Roosevelt Hotel: Last known address

Flophouse was home to missing prostitutes and girlfriend of man accused of murder

Courtesy of THE GLOBE AND MAIL

ByJANE ARMSTRONG

Thursday, March 7, 2002

VANCOUVER -- The Roosevelt Hotel is a narrow, yellow-brick building in the heart of Vancouver's infamous skid row. Had it been cared for or situated in a wealthier locale, it might have become a boutique-style hotel.

But its address is East Hastings Street, just a couple of buildings west of Main Street in the heart of the city's drug-riddled Downtown Eastside. Its residents pay by the month -- in advance. Many simply hand over their welfare cheques to manager Chi Sing Leung.

The rent isn't cheap: $545 a month for a shoe-box-sized room with a sink, fridge and hot plate. The bathroom is down the hall. Mice are rampant.

Guests and visitors must ring a doorbell to be admitted. A camera trained on the hotel's front steps surveys street activity, which doorman Stephen Arsenault watches on television monitors in the hotel's first-floor office.

Nearly every resident is a daily user of hard drugs such as heroin and cocaine, a lifestyle that brings a chaotic tenor to the establishment. The uncarpeted hallways echo with high-pitched laughter one minute, angry shouts the next.

It's the same with the moods of residents. One woman, who gave her name as Marina Smoker, was loquacious in one interview last week. The next day, she refused to talk. "I've got pneumonia," she said, curled up in a tattered armchair, coughing. "Go away."

The reason people live at the Roosevelt is easy access to drugs. Transactions are made openly on Hastings Street at all hours, seven days a week.

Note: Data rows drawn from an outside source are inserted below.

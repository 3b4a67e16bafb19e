use serde::{Deserialize, Serialize};
use std::fmt;
use uuid::Uuid;

fn short_hex(len: usize) -> String {
    let hex = Uuid::new_v4().simple().to_string();
    hex[..len].to_string()
}

/// Identifier for one saved conversation session (`s-<8 hex>`).
#[derive(Debug, Clone, PartialEq, Eq, Hash, Serialize, Deserialize)]
pub struct SessionId(pub String);

impl SessionId {
    pub fn new() -> Self {
        Self(format!("s-{}", short_hex(8)))
    }

    pub fn as_str(&self) -> &str {
        &self.0
    }
}

impl Default for SessionId {
    fn default() -> Self {
        Self::new()
    }
}

impl fmt::Display for SessionId {
    fn fmt(&self, f: &mut fmt::Formatter<'_>) -> fmt::Result {
        write!(f, "{}", self.0)
    }
}

impl From<&str> for SessionId {
    fn from(s: &str) -> Self {
        Self(s.to_string())
    }
}

/// Identifier for a scheduled job (`j-<8 hex>`).
#[derive(Debug, Clone, PartialEq, Eq, Hash, Serialize, Deserialize)]
pub struct JobId(pub String);

impl JobId {
    pub fn new() -> Self {
        Self(format!("j-{}", short_hex(8)))
    }

    pub fn as_str(&self) -> &str {
        &self.0
    }
}

impl Default for JobId {
    fn default() -> Self {
        Self::new()
    }
}

impl fmt::Display for JobId {
    fn fmt(&self, f: &mut fmt::Formatter<'_>) -> fmt::Result {
        write!(f, "{}", self.0)
    }
}

impl From<&str> for JobId {
    fn from(s: &str) -> Self {
        Self(s.to_string())
    }
}

/// Identifier for a gateway message (`gw-<12 hex>`).
#[derive(Debug, Clone, PartialEq, Eq, Hash, Serialize, Deserialize)]
pub struct MessageId(pub String);

impl MessageId {
    pub fn new() -> Self {
        Self(format!("gw-{}", short_hex(12)))
    }

    pub fn as_str(&self) -> &str {
        &self.0
    }
}

impl Default for MessageId {
    fn default() -> Self {
        Self::new()
    }
}

impl fmt::Display for MessageId {
    fn fmt(&self, f: &mut fmt::Formatter<'_>) -> fmt::Result {
        write!(f, "{}", self.0)
    }
}

#[cfg(test)]
mod tests {
    use super::*;

    #[test]
    fn session_id_format() {
        let id = SessionId::new();
        assert!(id.as_str().starts_with("s-"));
        assert_eq!(id.as_str().len(), 10);
    }

    #[test]
    fn job_id_format() {
        let id = JobId::new();
        assert!(id.as_str().starts_with("j-"));
        assert_eq!(id.as_str().len(), 10);
    }

    #[test]
    fn message_id_format() {
        let id = MessageId::new();
        assert!(id.as_str().starts_with("gw-"));
        assert_eq!(id.as_str().len(), 15);
    }
}
use thiserror::Error;

#[derive(Debug, Error)]
pub enum SchedulerError {
    #[error("Could not parse schedule: '{0}'")]
    InvalidSchedule(String),

    #[error("Job '{id}' not found")]
    JobNotFound { id: String },

    #[error("Maximum of {max} scheduled jobs reached. Remove existing jobs first.")]
    JobLimit { max: usize },

    #[error("Store error: {0}")]
    Store(#[from] meridian_core::CoreError),
}

pub type Result<T> = std::result::Result<T, SchedulerError>;
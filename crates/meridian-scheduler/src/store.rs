//! JSON-backed job store.
//!
//! All jobs live in a single array at `<data_root>/cron/jobs.json`,
//! rewritten atomically after every mutation. Records that fail to parse on
//! load are skipped with a warning rather than poisoning the whole store.

use std::path::PathBuf;

use meridian_core::store::{read_json_or, write_json_atomic};
use tracing::{info, warn};

use crate::error::{Result, SchedulerError};
use crate::types::Job;

/// Global ceiling on stored jobs.
pub const MAX_JOBS: usize = 20;

#[derive(Debug)]
pub struct JobStore {
    path: PathBuf,
    jobs: Vec<Job>,
}

impl JobStore {
    /// Load the store from `path`, skipping malformed records.
    pub fn load(path: PathBuf) -> Self {
        let raw: Vec<serde_json::Value> = match read_json_or(&path, Vec::new()) {
            Ok(v) => v,
            Err(e) => {
                warn!(path = %path.display(), error = %e, "failed to load jobs file, starting empty");
                Vec::new()
            }
        };

        let mut jobs = Vec::with_capacity(raw.len());
        for value in raw {
            match serde_json::from_value::<Job>(value) {
                Ok(job) => jobs.push(job),
                Err(e) => warn!(error = %e, "skipping malformed job record"),
            }
        }

        info!(count = jobs.len(), path = %path.display(), "job store loaded");
        Self { path, jobs }
    }

    /// Persist the current job list atomically.
    pub fn save(&self) -> Result<()> {
        write_json_atomic(&self.path, &self.jobs)?;
        Ok(())
    }

    /// Insert a job, enforcing [`MAX_JOBS`].
    pub fn add(&mut self, job: Job) -> Result<()> {
        if self.jobs.len() >= MAX_JOBS {
            return Err(SchedulerError::JobLimit { max: MAX_JOBS });
        }
        self.jobs.push(job);
        self.save()
    }

    /// Remove a job by id.
    pub fn remove(&mut self, id: &str) -> Result<()> {
        let before = self.jobs.len();
        self.jobs.retain(|j| j.id.as_str() != id);
        if self.jobs.len() == before {
            return Err(SchedulerError::JobNotFound { id: id.to_string() });
        }
        self.save()
    }

    pub fn list(&self) -> Vec<Job> {
        self.jobs.clone()
    }

    pub fn len(&self) -> usize {
        self.jobs.len()
    }

    pub fn is_empty(&self) -> bool {
        self.jobs.is_empty()
    }

    pub fn get(&self, id: &str) -> Option<&Job> {
        self.jobs.iter().find(|j| j.id.as_str() == id)
    }

    /// Apply `update` to the job with `id`, then persist. A job removed
    /// between collection and update is silently skipped.
    pub fn update<F: FnOnce(&mut Job)>(&mut self, id: &str, update: F) -> Result<()> {
        if let Some(job) = self.jobs.iter_mut().find(|j| j.id.as_str() == id) {
            update(job);
            self.save()?;
        }
        Ok(())
    }

    /// Jobs due at `now`.
    pub fn due(&self, now: chrono::DateTime<chrono::Utc>) -> Vec<Job> {
        self.jobs.iter().filter(|j| j.is_due(now)).cloned().collect()
    }
}

#[cfg(test)]
mod tests {
    use super::*;
    use chrono::Utc;
    use meridian_core::types::JobId;

    fn job(schedule: &str) -> Job {
        Job {
            id: JobId::new(),
            schedule: schedule.to_string(),
            query: "check the weather".to_string(),
            channel: String::new(),
            recipient: String::new(),
            created_at: Utc::now(),
            last_run: None,
            next_run: crate::schedule::next_run(schedule, Utc::now()),
            failures: 0,
            max_failures: 3,
            enabled: true,
        }
    }

    #[test]
    fn save_load_is_identity() {
        let dir = tempfile::tempdir().unwrap();
        let path = dir.path().join("jobs.json");

        let mut store = JobStore::load(path.clone());
        let j = job("every 6h");
        let id = j.id.clone();
        store.add(j).unwrap();

        let reloaded = JobStore::load(path);
        assert_eq!(reloaded.len(), 1);
        let loaded = reloaded.get(id.as_str()).unwrap();
        assert_eq!(loaded.schedule, "every 6h");
        assert_eq!(loaded.query, "check the weather");
        assert!(loaded.enabled);
    }

    #[test]
    fn malformed_records_are_skipped() {
        let dir = tempfile::tempdir().unwrap();
        let path = dir.path().join("jobs.json");
        std::fs::write(
            &path,
            r#"[{"id":"j-deadbeef","schedule":"every 1h","query":"q","created_at":"2026-01-01T00:00:00Z"},{"bogus":true}]"#,
        )
        .unwrap();

        let store = JobStore::load(path);
        assert_eq!(store.len(), 1);
        assert!(store.get("j-deadbeef").is_some());
    }

    #[test]
    fn job_cap_enforced() {
        let dir = tempfile::tempdir().unwrap();
        let mut store = JobStore::load(dir.path().join("jobs.json"));
        for _ in 0..MAX_JOBS {
            store.add(job("every 1h")).unwrap();
        }
        let err = store.add(job("every 1h")).unwrap_err();
        assert!(matches!(err, SchedulerError::JobLimit { max: MAX_JOBS }));
    }

    #[test]
    fn remove_unknown_job_errors() {
        let dir = tempfile::tempdir().unwrap();
        let mut store = JobStore::load(dir.path().join("jobs.json"));
        assert!(matches!(
            store.remove("j-missing1"),
            Err(SchedulerError::JobNotFound { .. })
        ));
    }
}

At least two of the 50 women who have vanished from Vancouver's Downtown Eastside lived there; Andrea Joesbury, until she disappeared last June, and Dawn Crey, who vanished the year before.

In 1999, it was home to the girlfriend of Robert William Pickton, the Port Coquitlam hog farmer who is charged with killing two of the missing women, Mona Wilson and Sereena Abotsway.

The manager says Dinah Taylor lived there off and on until she moved in with Mr. Pickton.

Residents and staff say Ms. Taylor, who also used drugs, was a fixture at the Roosevelt. Some liked her, some didn't. But everyone interviewed agreed that the reason she visited the hotel was to bring women to the farm to party at Mr. Picton's trailer. They said she offered money and free drugs.

The doorman, Mr. Arsenault, said Ms. Taylor used the hotel office phone to call Mr. Pickton to tell him who was coming back to the farm with her. Ms. Taylor affectionately referred to Mr. Pickton as Willie or Uncle Willie.

"She was always here getting things set up for Willie," Mr. Arsenault said. "She used the phone right here."

The doorman said Mr. Pickton was at the hotel about three times, each time to pick up Ms. Taylor.

On the hotel's third floor, Valerie Hewlett lives with her boyfriend, Mike Webber, in a squalid room strewn with clothes, half-eaten snacks, empty pop bottles and overflowing ashtrays.

Ms. Hewlett, who said she was high during an interview, lay on her bed, picking at a piece of skin on her left arm. Mr. Webber, who said he doesn't use drugs, ate a hamburger at a table in the corner.

Ms. Hewlett, 30, apologized for the squalor, saying her room got wrecked when another resident broke in looking for drugs.

She said she didn't go to the Port Coquitlam farm because she didn't like Ms. Taylor. However, Mr. Webber said he once drove Ms. Taylor to Mr. Pickton's trailer on the property, which is where police are now focusing their search. Earlier this month, they asked anyone who had visited Mr. Pickton's trailer to come forward and provide DNA samples.

On Feb. 5, police began an intensive search of Mr. Pickton's Port Coquitlam hog farm. It has now become one of the largest police investigations in Canadian history involving more than 80 investigators. Mr. Pickton owns the farm along with his younger brother David and a Vancouver sister.

Police arrested Mr. Pickton at his Surrey business on Feb. 22 and charged him with two counts of first-degree murder. He has made a brief court appearance and is due back on April 2.

Residents who lived near the Port Coquitlam farm said the brothers often threw wild parties where drugs flowed and which prostitutes from Vancouver frequented.

A spokeswoman for the joint RCMP-Vancouver police task force probing the missing women said police have been in contact with Ms. Taylor.

RCMP Constable Catherine Galliford would not comment on reports that Ms. Taylor is in protective custody.